Key exchanges between Dr James and Connie Hall discover the fact that there’s a control, of course. It helps Connie’s a psychology student and can articulate and predict Lorna’s caveats. Someone’s given a placebo. It seems Tristan is though in fact we’ve been told the opposite as Lorna James and Toby face off on the crucial debate in the play. Tristan’s ardent and now Connie question her own infatuation levels; things turn ugly. Connie decides to slip Tristan her own tablet mouth to mouth before they can be stopped. Consequences spiral.
It’s Lorna who persistently bucks under Toby’s suave assurances. He’s a seductive talker as she knows to her cost. Doing a Ted Talk handling his disdaining surgeon father’s brain is one highlight, proclaiming of his branch: ‘Thanks to people like you, the Cinderella of medicine finally got to go the ball.’
But Lorna questions the control, the predictive capacities of the mind knowing it’s on medication to mimic or create itself, placebo or not. Prebble asks what ‘natural’ is, what effect drugs really have, perhaps the history of drugs is of failing placebos. It also dangerously asks just what the limits are of consciousness, or self-creating feelings, of medicine itself. Lorna’s own depression finds the outfall of what happens too difficult. Is there a way back? Toby despite his smarm isn’t heartless. He’s helped Lorna climb back before, but what triggered the initial spiral?

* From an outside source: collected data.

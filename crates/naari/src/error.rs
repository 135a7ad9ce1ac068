//! CLI error types with miette diagnostics.
//!
//! Maps `CoreError` and `ConfigError` into user-facing errors with help text
//! and distinct exit codes.

use miette::Diagnostic;
use thiserror::Error;

use naari_config::ConfigError;
use naari_core::CoreError;

pub mod exit_code {
    pub const GENERAL: i32 = 1;
    pub const USAGE: i32 = 2;
    pub const NOT_FOUND: i32 = 4;
    pub const CONFLICT: i32 = 6;
    pub const CONNECTION: i32 = 7;
}

#[derive(Debug, Error, Diagnostic)]
pub enum CliError {
    // ── Devices ──────────────────────────────────────────────────────

    #[error("Device {address} did not respond after {attempts} attempts")]
    #[diagnostic(
        code(naari::unreachable),
        help(
            "Check that the controller is powered and reachable.\n\
             Last error: {reason}\n\
             Timeouts and retries can be raised under [settings] in the config file."
        )
    )]
    Unreachable {
        address: String,
        attempts: u32,
        reason: String,
    },

    #[error("Device request failed: {message}")]
    #[diagnostic(code(naari::device_error))]
    DeviceError { message: String },

    #[error("State of device '{device}' is unknown")]
    #[diagnostic(
        code(naari::unknown_state),
        help("The device has not answered a status poll yet. Run: naari status")
    )]
    UnknownState { device: String },

    #[error("A poll cycle is already running")]
    #[diagnostic(code(naari::busy), help("Wait for the current poll to finish."))]
    Busy,

    // ── Lookups ──────────────────────────────────────────────────────

    #[error("{resource_type} '{identifier}' not found")]
    #[diagnostic(
        code(naari::not_found),
        help("Check the {resource_type}s listed in the config file: naari config show")
    )]
    NotFound {
        resource_type: String,
        identifier: String,
    },

    #[error("No master sync device configured")]
    #[diagnostic(
        code(naari::no_master),
        help("Set master_sync = true on one device in the config file.")
    )]
    NoMaster,

    // ── Validation ───────────────────────────────────────────────────

    #[error("Invalid value for {field}: {reason}")]
    #[diagnostic(code(naari::validation))]
    Validation { field: String, reason: String },

    // ── Configuration ────────────────────────────────────────────────

    #[error("Configuration file not found")]
    #[diagnostic(
        code(naari::no_config),
        help(
            "Create one with: naari config init\n\
             Expected at: {path}"
        )
    )]
    NoConfig { path: String },

    #[error("Configuration file already exists")]
    #[diagnostic(
        code(naari::config_exists),
        help("Use --force to overwrite: {path}")
    )]
    ConfigExists { path: String },

    #[error(transparent)]
    #[diagnostic(code(naari::config))]
    Config(#[from] ConfigError),

    // ── Internal ─────────────────────────────────────────────────────

    #[error("{0}")]
    #[diagnostic(code(naari::internal))]
    Internal(String),

    // ── IO / Serialization ────────────────────────────────────────────

    #[error(transparent)]
    Io(#[from] std::io::Error),

    #[error("Failed to render JSON: {0}")]
    #[diagnostic(code(naari::json))]
    Json(#[from] serde_json::Error),

    #[error("Failed to render TOML: {0}")]
    #[diagnostic(code(naari::toml))]
    Toml(#[from] toml::ser::Error),
}

impl CliError {
    /// Map this error to an exit code for process termination.
    pub fn exit_code(&self) -> i32 {
        match self {
            Self::Unreachable { .. } | Self::DeviceError { .. } => exit_code::CONNECTION,
            Self::NotFound { .. } | Self::NoConfig { .. } | Self::NoMaster => exit_code::NOT_FOUND,
            Self::Busy | Self::ConfigExists { .. } => exit_code::CONFLICT,
            Self::Validation { .. } | Self::Config(ConfigError::Validation { .. }) => exit_code::USAGE,
            _ => exit_code::GENERAL,
        }
    }
}

// ── CoreError → CliError mapping ─────────────────────────────────────

impl From<CoreError> for CliError {
    fn from(err: CoreError) -> Self {
        match err {
            CoreError::RetryExhausted {
                address,
                attempts,
                cause,
            } => CliError::Unreachable {
                address,
                attempts,
                reason: cause.to_string(),
            },

            CoreError::InvalidResponse { url, message } => CliError::DeviceError {
                message: format!("invalid response from {url}: {message}"),
            },

            CoreError::Api { message, .. } => CliError::DeviceError { message },

            CoreError::PollInProgress | CoreError::PollStalled { .. } => CliError::Busy,

            CoreError::DeviceNotFound { identifier } => CliError::NotFound {
                resource_type: "device".into(),
                identifier,
            },

            CoreError::ThemeNotFound { identifier } => CliError::NotFound {
                resource_type: "theme".into(),
                identifier,
            },

            CoreError::NoMasterDevice => CliError::NoMaster,

            CoreError::UnknownDeviceState { identifier } => CliError::UnknownState { device: identifier },

            CoreError::Config { message } => CliError::Validation {
                field: "config".into(),
                reason: message,
            },

            CoreError::NotReady => CliError::Internal("device state was not loaded".into()),

            CoreError::Internal(message) => CliError::Internal(message),
        }
    }
}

Both pairs of ex and uncertain lovers face off the dramatic effects of unmonitored drugs – not just in the couple’s action either. It’s an astonishingly adroit play, muted but livid with consequences and a living not dessicated argument too. Prebble’s luminous intelligence makes light of coruscating information and – like the height of the volunteers – raises us all by two centimetres as we watch it.
Both Jeremy Crow and Kirilly Long give the performances of their careers (that I’ve seen) so far. Long’s containment her querulous dispensing of advice drugs and doubt describes a crumpling arc. Crow exudes the suave assurance edged with doubt as if the scollops of his own brain were beginning to fray, because of Lorna: he’s a brisk if not heartless denier of his own consequences, and beginning to face up to them he learns something else. Israel too is both keenly alert and warmly sympathetic, the bright young woman trying to contain Tristan’s more uninhibited less refined gambits and lucidly interpreting both him and herself. Farr’s excellent as the mouthy edgy troubled Tristan, always prepared to push out his burning boats. Steven Adams also appears as an unscripted medical orderly, ad-libbing as he moves beds and proffers drugs. It’s a perfect integration of stage management.
A superb way to get to know a superb play. It’s difficult to conclude anything but a kind of dopamine’s got into BLT recently; perhaps we absorb it there too. Everything they touch is enhanced, there’s a uniform excellence of cast and production here that’d look perfectly in situ in any off-West End theatre.